───── Input material
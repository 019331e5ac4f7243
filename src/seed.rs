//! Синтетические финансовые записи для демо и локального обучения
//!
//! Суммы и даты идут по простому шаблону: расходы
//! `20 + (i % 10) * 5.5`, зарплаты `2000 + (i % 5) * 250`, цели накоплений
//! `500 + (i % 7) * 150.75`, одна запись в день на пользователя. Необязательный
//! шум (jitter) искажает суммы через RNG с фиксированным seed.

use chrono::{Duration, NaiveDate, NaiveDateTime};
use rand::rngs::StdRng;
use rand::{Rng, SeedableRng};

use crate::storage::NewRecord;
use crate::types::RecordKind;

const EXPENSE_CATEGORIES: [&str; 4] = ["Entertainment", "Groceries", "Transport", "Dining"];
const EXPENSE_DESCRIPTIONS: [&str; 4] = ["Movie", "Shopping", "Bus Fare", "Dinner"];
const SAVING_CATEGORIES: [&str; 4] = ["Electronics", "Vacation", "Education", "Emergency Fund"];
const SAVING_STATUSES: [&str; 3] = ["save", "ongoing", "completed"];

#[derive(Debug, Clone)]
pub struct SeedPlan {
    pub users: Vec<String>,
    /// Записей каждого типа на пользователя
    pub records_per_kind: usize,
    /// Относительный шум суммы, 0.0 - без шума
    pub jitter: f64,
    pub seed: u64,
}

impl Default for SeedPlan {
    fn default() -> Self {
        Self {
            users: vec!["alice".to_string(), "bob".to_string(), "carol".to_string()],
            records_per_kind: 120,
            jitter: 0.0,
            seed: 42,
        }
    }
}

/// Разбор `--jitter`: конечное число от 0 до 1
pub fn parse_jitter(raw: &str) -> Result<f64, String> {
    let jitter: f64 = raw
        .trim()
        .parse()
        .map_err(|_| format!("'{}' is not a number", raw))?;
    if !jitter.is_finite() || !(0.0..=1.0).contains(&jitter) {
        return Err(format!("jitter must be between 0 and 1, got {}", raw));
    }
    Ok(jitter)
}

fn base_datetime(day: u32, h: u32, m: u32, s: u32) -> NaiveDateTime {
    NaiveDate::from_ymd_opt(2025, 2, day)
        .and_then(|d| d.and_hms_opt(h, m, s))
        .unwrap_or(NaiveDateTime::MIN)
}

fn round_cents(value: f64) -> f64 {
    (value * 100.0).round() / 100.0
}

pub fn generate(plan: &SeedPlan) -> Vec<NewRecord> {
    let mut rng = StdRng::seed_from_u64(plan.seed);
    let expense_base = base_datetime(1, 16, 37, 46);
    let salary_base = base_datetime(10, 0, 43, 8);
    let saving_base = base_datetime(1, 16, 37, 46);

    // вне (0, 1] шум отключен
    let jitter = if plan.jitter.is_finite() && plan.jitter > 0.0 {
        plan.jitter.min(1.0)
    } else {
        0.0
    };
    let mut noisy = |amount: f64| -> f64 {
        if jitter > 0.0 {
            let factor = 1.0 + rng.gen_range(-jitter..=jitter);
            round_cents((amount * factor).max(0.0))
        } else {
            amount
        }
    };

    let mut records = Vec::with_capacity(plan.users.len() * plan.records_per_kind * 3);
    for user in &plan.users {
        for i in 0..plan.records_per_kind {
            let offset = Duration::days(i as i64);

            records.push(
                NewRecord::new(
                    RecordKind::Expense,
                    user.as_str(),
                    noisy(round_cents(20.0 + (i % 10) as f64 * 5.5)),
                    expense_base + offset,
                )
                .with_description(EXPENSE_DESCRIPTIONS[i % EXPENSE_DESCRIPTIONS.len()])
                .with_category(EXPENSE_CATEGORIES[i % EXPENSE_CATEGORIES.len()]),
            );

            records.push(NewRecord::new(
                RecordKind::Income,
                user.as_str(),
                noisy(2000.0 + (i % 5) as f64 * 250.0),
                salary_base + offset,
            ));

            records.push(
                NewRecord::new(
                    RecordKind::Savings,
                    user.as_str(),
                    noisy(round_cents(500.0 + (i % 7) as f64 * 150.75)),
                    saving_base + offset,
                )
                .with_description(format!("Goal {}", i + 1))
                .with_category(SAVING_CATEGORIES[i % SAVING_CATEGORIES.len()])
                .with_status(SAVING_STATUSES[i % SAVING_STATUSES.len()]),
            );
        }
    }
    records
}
──────────
● **Work request**: Set down the whole listing again, exactly as shown above.

● **Response to the task**:
repository 019331e5ac4f7243
filename src/seed.rs
//! Синтетические финансовые записи для демо и локального обучения
//!
//! Суммы и даты идут по простому шаблону: расходы
//! `20 + (i % 10) * 5.5`, зарплаты `2000 + (i % 5) * 250`, цели накоплений
//! `500 + (i % 7) * 150.75`, одна запись в день на пользователя. Необязательный
//! шум (jitter) искажает суммы через RNG с фиксированным seed.

use chrono::{Duration, NaiveDate, NaiveDateTime};
use rand::rngs::StdRng;
use rand::{Rng, SeedableRng};

use crate::storage::NewRecord;
use crate::types::RecordKind;

const EXPENSE_CATEGORIES: [&str; 4] = ["Entertainment", "Groceries", "Transport", "Dining"];
const EXPENSE_DESCRIPTIONS: [&str; 4] = ["Movie", "Shopping", "Bus Fare", "Dinner"];
const SAVING_CATEGORIES: [&str; 4] = ["Electronics", "Vacation", "Education", "Emergency Fund"];
const SAVING_STATUSES: [&str; 3] = ["save", "ongoing", "completed"];

#[derive(Debug, Clone)]
pub struct SeedPlan {
    pub users: Vec<String>,
    /// Записей каждого типа на пользователя
    pub records_per_kind: usize,
    /// Относительный шум суммы, 0.0 - без шума
    pub jitter: f64,
    pub seed: u64,
}

impl Default for SeedPlan {
    fn default() -> Self {
        Self {
            users: vec!["alice".to_string(), "bob".to_string(), "carol".to_string()],
            records_per_kind: 120,
            jitter: 0.0,
            seed: 42,
        }
    }
}

/// Разбор `--jitter`: конечное число от 0 до 1
pub fn parse_jitter(raw: &str) -> Result<f64, String> {
    let jitter: f64 = raw
        .trim()
        .parse()
        .map_err(|_| format!("'{}' is not a number", raw))?;
    if !jitter.is_finite() || !(0.0..=1.0).contains(&jitter) {
        return Err(format!("jitter must be between 0 and 1, got {}", raw));
    }
    Ok(jitter)
}

fn base_datetime(day: u32, h: u32, m: u32, s: u32) -> NaiveDateTime {
    NaiveDate::from_ymd_opt(2025, 2, day)
        .and_then(|d| d.and_hms_opt(h, m, s))
        .unwrap_or(NaiveDateTime::MIN)
}

fn round_cents(value: f64) -> f64 {
    (value * 100.0).round() / 100.0
}

pub fn generate(plan: &SeedPlan) -> Vec<NewRecord> {
    let mut rng = StdRng::seed_from_u64(plan.seed);
    let expense_base = base_datetime(1, 16, 37, 46);
    let salary_base = base_datetime(10, 0, 43, 8);
    let saving_base = base_datetime(1, 16, 37, 46);

    // вне (0, 1] шум отключен
    let jitter = if plan.jitter.is_finite() && plan.jitter > 0.0 {
        plan.jitter.min(1.0)
    } else {
        0.0
    };
    let mut noisy = |amount: f64| -> f64 {
        if jitter > 0.0 {
            let factor = 1.0 + rng.gen_range(-jitter..=jitter);
            round_cents((amount * factor).max(0.0))
        } else {
            amount
        }
    };

    let mut records = Vec::with_capacity(plan.users.len() * plan.records_per_kind * 3);
    for user in &plan.users {
        for i in 0..plan.records_per_kind {
            let offset = Duration::days(i as i64);

            records.push(
                NewRecord::new(
                    RecordKind::Expense,
                    user.as_str(),
                    noisy(round_cents(20.0 + (i % 10) as f64 * 5.5)),
                    expense_base + offset,
                )
                .with_description(EXPENSE_DESCRIPTIONS[i % EXPENSE_DESCRIPTIONS.len()])
                .with_category(EXPENSE_CATEGORIES[i % EXPENSE_CATEGORIES.len()]),
            );

            records.push(NewRecord::new(
                RecordKind::Income,
                user.as_str(),
                noisy(2000.0 + (i % 5) as f64 * 250.0),
                salary_base + offset,
            ));

            records.push(
                NewRecord::new(
                    RecordKind::Savings,
                    user.as_str(),
                    noisy(round_cents(500.0 + (i % 7) as f64 * 150.75)),
                    saving_base + offset,
                )
                .with_description(format!("Goal {}", i + 1))
                .with_category(SAVING_CATEGORIES[i % SAVING_CATEGORIES.len()])
                .with_status(SAVING_STATUSES[i % SAVING_STATUSES.len()]),
            );
        }
    }
    records
}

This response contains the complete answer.